Obama also warned that the imminent shutdown would have real and dramatic economic consequences for thousands of Americans and said it was not fair that people who had dug out of the worst recession in decades were again facing economic uncertainty.



During the previous two shutdowns, for six days in November 1995 and 21 days from December that year into early 1996, some 800,000 federal employees were ordered to stay home, according to a congressional report.

Here is a snapshot of what is likely to occur in the event Congress cannot agree on a federal spending bill by Tuesday.

WHITE HOUSE and CONGRESS: Facilities will remain open, although both are likely to furlough some staff. The State Department too will temporarily furlough non-essential personnel. Some US lawmakers, like Congresswoman Tulsi Gabbard of Hawaii, have pledged to stand in solidarity with constituents and return their salaries to the Treasury or donate them to charity in case of a shutdown.

PENTAGON: Military personnel will remain on duty, although with possible delays in paycheck processing. More than half the Defense Department's 800,000 civilian employees are expected to be furloughed, and the Pentagon has warned of likely "hardships'' for many workers.

NATIONAL SECURITY: Such services will remain operational, including US border patrol and airport screening. Personnel who are deemed to "protect life and property,'' such as emergency responders, would stay on duty.

MEDICAL RESEARCH: The National Institutes of Health would not be allowed to begin new clinical trials or see new patients.

MUSEUMS and PARKS: Smithsonian museums and all 368 sites in the National Park Service system would close.

NASA: Operations that keep the International Space Station, currently home to six astronauts including two Americans, will continue, but most of the US space agency's 18,000 employees will stay home without pay.

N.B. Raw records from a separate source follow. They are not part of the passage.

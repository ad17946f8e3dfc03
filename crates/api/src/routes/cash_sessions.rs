//! Cash register session routes.

use axum::{
    Json, Router,
    extract::{Path, State},
    http::StatusCode,
    response::IntoResponse,
    routing::{get, post},
};
use punto_core::cash::{
    AddCashMovementInput, CashMovementType, ClosingResult, CloseSessionInput, DenominationCount,
    PaymentMethod,
};
use punto_db::entities::{cash_closing_counts, cash_sessions};
use punto_db::repositories::CashSessionRepository;
use punto_shared::types::CashSessionId;
use rust_decimal::Decimal;
use serde::{Deserialize, Serialize};
use tracing::info;

use crate::{ApiError, ApiResult, AppState};

/// Creates the cash session routes.
pub fn routes() -> Router<AppState> {
    Router::new()
        .route("/cash-sessions", post(open_session))
        .route("/cash-sessions/current", get(current_session))
        .route("/cash-sessions/{id}", get(get_session))
        .route(
            "/cash-sessions/{id}/movements",
            get(list_movements).post(add_movement),
        )
        .route("/cash-sessions/{id}/summary", get(get_summary))
        .route("/cash-sessions/{id}/close", post(close_session))
}

/// Request body for opening a session.
#[derive(Debug, Deserialize)]
pub struct OpenSessionRequest {
    /// Float placed in the drawer.
    pub opening_amount: Decimal,
    /// Operator opening the register.
    pub opened_by: String,
}

/// Request body for adding a movement.
#[derive(Debug, Deserialize)]
pub struct AddMovementRequest {
    /// `INCOME` or `EXPENSE`.
    pub movement_type: CashMovementType,
    /// Defaults to `CASH`.
    pub payment_method: Option<PaymentMethod>,
    /// Positive amount.
    pub amount: Decimal,
    /// What the movement is for.
    pub concept: String,
}

/// Request body for closing a session.
#[derive(Debug, Deserialize)]
pub struct CloseSessionRequest {
    /// Physical count by denomination.
    #[serde(default)]
    pub counts: Vec<DenominationCount>,
    /// Operator who counted the drawer.
    pub counted_by: String,
    /// Free text.
    pub notes: Option<String>,
}

/// A session with its closing count lines.
#[derive(Debug, Serialize)]
pub struct SessionDetailResponse {
    /// Session row.
    #[serde(flatten)]
    pub session: cash_sessions::Model,
    /// Count lines, empty while open.
    pub counts: Vec<cash_closing_counts::Model>,
}

/// Response for a close.
#[derive(Debug, Serialize)]
pub struct CloseSessionResponse {
    /// Session after the close.
    pub session: cash_sessions::Model,
    /// Reconciliation.
    pub closing: ClosingResult,
}

/// POST `/cash-sessions` - Open a session.
async fn open_session(
    State(state): State<AppState>,
    Json(payload): Json<OpenSessionRequest>,
) -> ApiResult<impl IntoResponse> {
    let repo = CashSessionRepository::new((*state.db).clone());
    let session = repo
        .open_session(payload.opening_amount, &payload.opened_by)
        .await?;

    info!(
        session_id = session.id,
        opening_amount = %session.opening_amount,
        opened_by = %session.opened_by,
        "Cash session opened"
    );
    Ok((StatusCode::CREATED, Json(session)))
}

/// GET `/cash-sessions/current` - The open session, if any.
async fn current_session(State(state): State<AppState>) -> ApiResult<impl IntoResponse> {
    let repo = CashSessionRepository::new((*state.db).clone());
    let session = repo
        .current_session()
        .await?
        .ok_or_else(|| ApiError::not_found("No cash session is open"))?;
    Ok(Json(session))
}

/// GET `/cash-sessions/{id}` - Session detail.
async fn get_session(
    State(state): State<AppState>,
    Path(id): Path<CashSessionId>,
) -> ApiResult<impl IntoResponse> {
    let repo = CashSessionRepository::new((*state.db).clone());
    let detail = repo.find_session(id).await?;
    Ok(Json(SessionDetailResponse {
        session: detail.session,
        counts: detail.counts,
    }))
}

/// POST `/cash-sessions/{id}/movements` - Add an income or expense.
async fn add_movement(
    State(state): State<AppState>,
    Path(id): Path<CashSessionId>,
    Json(payload): Json<AddMovementRequest>,
) -> ApiResult<impl IntoResponse> {
    let repo = CashSessionRepository::new((*state.db).clone());
    let movement = repo
        .add_movement(
            id,
            AddCashMovementInput {
                movement_type: payload.movement_type,
                payment_method: payload.payment_method.unwrap_or(PaymentMethod::Cash),
                amount: payload.amount,
                concept: payload.concept,
            },
        )
        .await?;
    Ok((StatusCode::CREATED, Json(movement)))
}

/// GET `/cash-sessions/{id}/movements` - Movements in recording order.
async fn list_movements(
    State(state): State<AppState>,
    Path(id): Path<CashSessionId>,
) -> ApiResult<impl IntoResponse> {
    let repo = CashSessionRepository::new((*state.db).clone());
    Ok(Json(repo.list_movements(id).await?))
}

/// GET `/cash-sessions/{id}/summary` - Per-payment-method breakdown.
async fn get_summary(
    State(state): State<AppState>,
    Path(id): Path<CashSessionId>,
) -> ApiResult<impl IntoResponse> {
    let repo = CashSessionRepository::new((*state.db).clone());
    Ok(Json(repo.summary(id).await?))
}

/// POST `/cash-sessions/{id}/close` - Close against the physical count.
async fn close_session(
    State(state): State<AppState>,
    Path(id): Path<CashSessionId>,
    Json(payload): Json<CloseSessionRequest>,
) -> ApiResult<impl IntoResponse> {
    let repo = CashSessionRepository::new((*state.db).clone());
    let closed = repo
        .close_session(
            id,
            CloseSessionInput {
                counts: payload.counts,
                counted_by: payload.counted_by,
                notes: payload.notes,
            },
        )
        .await?;

    Ok(Json(CloseSessionResponse {
        session: closed.session,
        closing: closed.result,
    }))
}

ENVIRONMENTAL PROTECTION AGENCY: EPA would have virtually no one monitoring air and water quality or enforcing oil pollution regulations.

POSTAL SERVICE: Since the US Postal Service has its own independent sources of funding, it remains open.

SOCIAL SECURITY: Entitlement programs will continue albeit with hiccups. Social Security checks will be mailed, but the program's offices will close. Military veterans will receive their benefits, but disability claims will be backlogged. Veterans hospitals will remain open.

WASHINGTON: Congress holds exclusive jurisdiction over the capital. During the last shutdown, the city was the focus of embarrassment as it halted trash collection. Now, Mayor Vincent Gray says he will declare all city employees "essential personnel'' in event of a shutdown, and use a contingency cash reserve fund to pay wages.

ECONOMY: Senate Majority Leader Harry Reid has said that a temporary shutdown would "shatter our economy.'' That may be hyperbole, but the impact could be significant. According to Macroeconomic Advisers, the effect of a two-week shutdown on fourth-quarter GDP growth would be 0.3 percentage points.